* Work instruction:
For these records, count the lines containing the word "RequestHeader" and respond with the number alone.

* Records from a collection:

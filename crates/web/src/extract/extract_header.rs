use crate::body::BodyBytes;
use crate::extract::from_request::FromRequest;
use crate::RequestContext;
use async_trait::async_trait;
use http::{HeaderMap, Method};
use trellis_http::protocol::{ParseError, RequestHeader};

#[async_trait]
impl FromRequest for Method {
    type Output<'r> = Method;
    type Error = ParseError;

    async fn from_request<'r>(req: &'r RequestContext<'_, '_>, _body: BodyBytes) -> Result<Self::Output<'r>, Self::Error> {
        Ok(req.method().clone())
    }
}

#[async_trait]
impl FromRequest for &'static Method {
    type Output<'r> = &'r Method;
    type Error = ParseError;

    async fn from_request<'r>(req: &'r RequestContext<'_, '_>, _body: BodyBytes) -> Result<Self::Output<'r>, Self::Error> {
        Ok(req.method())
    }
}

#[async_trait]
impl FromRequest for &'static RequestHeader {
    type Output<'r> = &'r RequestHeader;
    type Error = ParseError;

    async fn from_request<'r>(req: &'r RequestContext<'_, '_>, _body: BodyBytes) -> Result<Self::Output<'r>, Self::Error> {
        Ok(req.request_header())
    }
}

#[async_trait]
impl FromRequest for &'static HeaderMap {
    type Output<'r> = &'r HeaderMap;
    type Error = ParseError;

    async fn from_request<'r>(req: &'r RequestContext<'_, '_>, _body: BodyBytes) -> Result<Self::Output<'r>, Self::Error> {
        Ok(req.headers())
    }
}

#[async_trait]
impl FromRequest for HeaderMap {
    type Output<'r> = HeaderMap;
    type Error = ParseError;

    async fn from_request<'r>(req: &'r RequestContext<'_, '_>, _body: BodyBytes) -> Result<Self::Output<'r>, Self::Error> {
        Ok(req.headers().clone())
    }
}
* * *
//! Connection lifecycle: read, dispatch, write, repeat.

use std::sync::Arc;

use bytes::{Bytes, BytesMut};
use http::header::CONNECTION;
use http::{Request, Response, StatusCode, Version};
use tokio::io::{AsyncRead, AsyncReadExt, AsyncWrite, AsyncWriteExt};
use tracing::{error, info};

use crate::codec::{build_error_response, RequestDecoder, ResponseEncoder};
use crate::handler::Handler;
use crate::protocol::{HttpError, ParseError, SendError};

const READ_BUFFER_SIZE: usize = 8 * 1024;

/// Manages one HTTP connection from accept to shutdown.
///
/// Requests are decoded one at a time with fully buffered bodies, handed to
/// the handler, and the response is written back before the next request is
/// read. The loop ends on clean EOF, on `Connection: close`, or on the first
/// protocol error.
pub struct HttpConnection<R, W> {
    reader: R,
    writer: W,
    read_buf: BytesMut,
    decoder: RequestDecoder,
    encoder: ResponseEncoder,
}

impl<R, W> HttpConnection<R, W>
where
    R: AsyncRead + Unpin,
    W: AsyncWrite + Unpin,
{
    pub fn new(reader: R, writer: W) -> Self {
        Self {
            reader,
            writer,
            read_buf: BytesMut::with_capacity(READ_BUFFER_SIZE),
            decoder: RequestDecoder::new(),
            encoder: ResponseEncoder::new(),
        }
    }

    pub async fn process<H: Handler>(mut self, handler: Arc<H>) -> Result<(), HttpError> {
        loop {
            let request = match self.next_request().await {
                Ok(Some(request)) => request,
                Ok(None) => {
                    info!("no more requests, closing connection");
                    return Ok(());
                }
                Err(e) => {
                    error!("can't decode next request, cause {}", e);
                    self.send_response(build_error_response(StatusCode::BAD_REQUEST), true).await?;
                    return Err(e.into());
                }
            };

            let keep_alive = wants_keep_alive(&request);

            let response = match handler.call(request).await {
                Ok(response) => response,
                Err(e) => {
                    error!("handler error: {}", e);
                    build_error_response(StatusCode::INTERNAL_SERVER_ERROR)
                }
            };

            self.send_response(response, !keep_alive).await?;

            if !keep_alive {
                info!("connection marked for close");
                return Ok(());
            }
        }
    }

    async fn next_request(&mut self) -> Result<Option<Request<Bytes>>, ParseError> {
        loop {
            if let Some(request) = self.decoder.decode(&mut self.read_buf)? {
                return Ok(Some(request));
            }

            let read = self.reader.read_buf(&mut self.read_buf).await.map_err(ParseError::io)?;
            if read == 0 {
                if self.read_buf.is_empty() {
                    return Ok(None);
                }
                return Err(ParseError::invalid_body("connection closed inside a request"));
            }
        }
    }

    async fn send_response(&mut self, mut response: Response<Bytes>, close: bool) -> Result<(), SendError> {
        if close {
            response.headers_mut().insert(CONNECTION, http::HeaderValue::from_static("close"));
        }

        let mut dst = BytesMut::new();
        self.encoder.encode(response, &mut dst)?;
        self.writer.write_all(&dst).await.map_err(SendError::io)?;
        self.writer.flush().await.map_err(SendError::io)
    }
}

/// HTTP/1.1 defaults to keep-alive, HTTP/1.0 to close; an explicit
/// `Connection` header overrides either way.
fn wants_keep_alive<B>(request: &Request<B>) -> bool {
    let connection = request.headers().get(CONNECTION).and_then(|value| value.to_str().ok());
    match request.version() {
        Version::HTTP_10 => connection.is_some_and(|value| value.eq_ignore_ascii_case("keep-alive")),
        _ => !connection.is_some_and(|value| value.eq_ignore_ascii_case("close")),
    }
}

* Response:
3